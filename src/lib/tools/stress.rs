use std::{path::PathBuf, thread, time::Instant};

use anyhow::{anyhow, ensure, Result};
use clap::Parser;
use log::{info, warn};

use crate::{
    handle::IndexHandle, index::fasta_index::SequenceFormat, reader::Reader, utils::built_info,
};

/// Number of bases fetched by each operation.
const FETCH_LENGTH: u64 = 10;

/// Fetches many small regions concurrently, one reader per thread over a shared index
#[derive(Parser, Debug)]
#[clap(name = "stress", verbatim_doc_comment, version = built_info::VERSION.as_str())]
pub struct Opts {
    /// The input FASTA/FASTQ file.
    #[clap(display_order = 1)]
    pub input: PathBuf,

    /// Number of threads.
    #[clap(short = 't', long, default_value = "4", display_order = 2)]
    pub threads: usize,

    /// Number of fetches per thread.
    #[clap(short = 'n', long, default_value = "100", display_order = 3)]
    pub operations: usize,

    /// Treat the input as FASTQ.
    #[clap(long, display_order = 4)]
    pub fastq: bool,
}

/// Runs `operations` fetches on one reader, cycling through the records. Records too short
/// for a full fetch are skipped. Returns the number of fetches that returned all their bases.
fn fetch_many(index: &IndexHandle, operations: usize) -> Result<usize> {
    let names: Vec<String> = index.names().map(String::from).collect();
    let mut reader = Reader::open(index)?;
    let mut successes = 0;
    for i in 0..operations {
        let name = &names[i % names.len()];
        let length = index.length_of(name).unwrap_or(0);
        if length <= FETCH_LENGTH {
            continue;
        }
        let begin = (i as u64 % (length - FETCH_LENGTH)) as i64;
        match reader.fetch_sequence(name, begin, begin + FETCH_LENGTH as i64) {
            Ok(bases) if bases.len() as u64 == FETCH_LENGTH => successes += 1,
            Ok(bases) => warn!("Fetched {} bases from {}:{}", bases.len(), name, begin),
            Err(err) => warn!("Could not fetch {}:{}: {}", name, begin, err),
        }
    }
    Ok(successes)
}

/// Runs `fetch_many` on `threads` threads sharing `index`, returning the successes per thread.
pub fn stress(index: &IndexHandle, threads: usize, operations: usize) -> Result<Vec<usize>> {
    ensure!(index.count() > 0, "No records in {:?}", index.source());
    thread::scope(|scope| {
        let workers: Vec<_> = (0..threads)
            .map(|_| {
                let index = index.acquire();
                scope.spawn(move || fetch_many(&index, operations))
            })
            .collect();
        workers
            .into_iter()
            .map(|worker| {
                worker.join().map_err(|_| anyhow!("A stress thread panicked")).and_then(|r| r)
            })
            .collect()
    })
}

// Run stress
pub fn run(opts: &Opts) -> Result<(), anyhow::Error> {
    let format = if opts.fastq { SequenceFormat::Fastq } else { SequenceFormat::Fasta };
    let index = IndexHandle::load(&opts.input, format, true)?;
    info!("Running {} threads with {} fetches each", opts.threads, opts.operations);

    let start = Instant::now();
    let successes = stress(&index, opts.threads, opts.operations)?;
    let elapsed = start.elapsed();

    for (thread_id, count) in successes.iter().enumerate() {
        info!("Thread {}: {}/{} fetches succeeded", thread_id, count, opts.operations);
    }
    let total: usize = successes.iter().sum();
    info!("Total: {}/{} fetches succeeded", total, opts.threads * opts.operations);
    info!(
        "Elapsed: {:.3}s ({:.0} fetches/s)",
        elapsed.as_secs_f64(),
        total as f64 / elapsed.as_secs_f64().max(f64::EPSILON)
    );

    ensure!(
        index.ref_count() == 1,
        "Index still has {} references after all threads finished",
        index.ref_count()
    );
    Ok(())
}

-.-.-

To do →
Throughout the material above, report each line holding the word "PathBuf".

Answer →
use std::{path::PathBuf, thread, time::Instant};
    pub input: PathBuf,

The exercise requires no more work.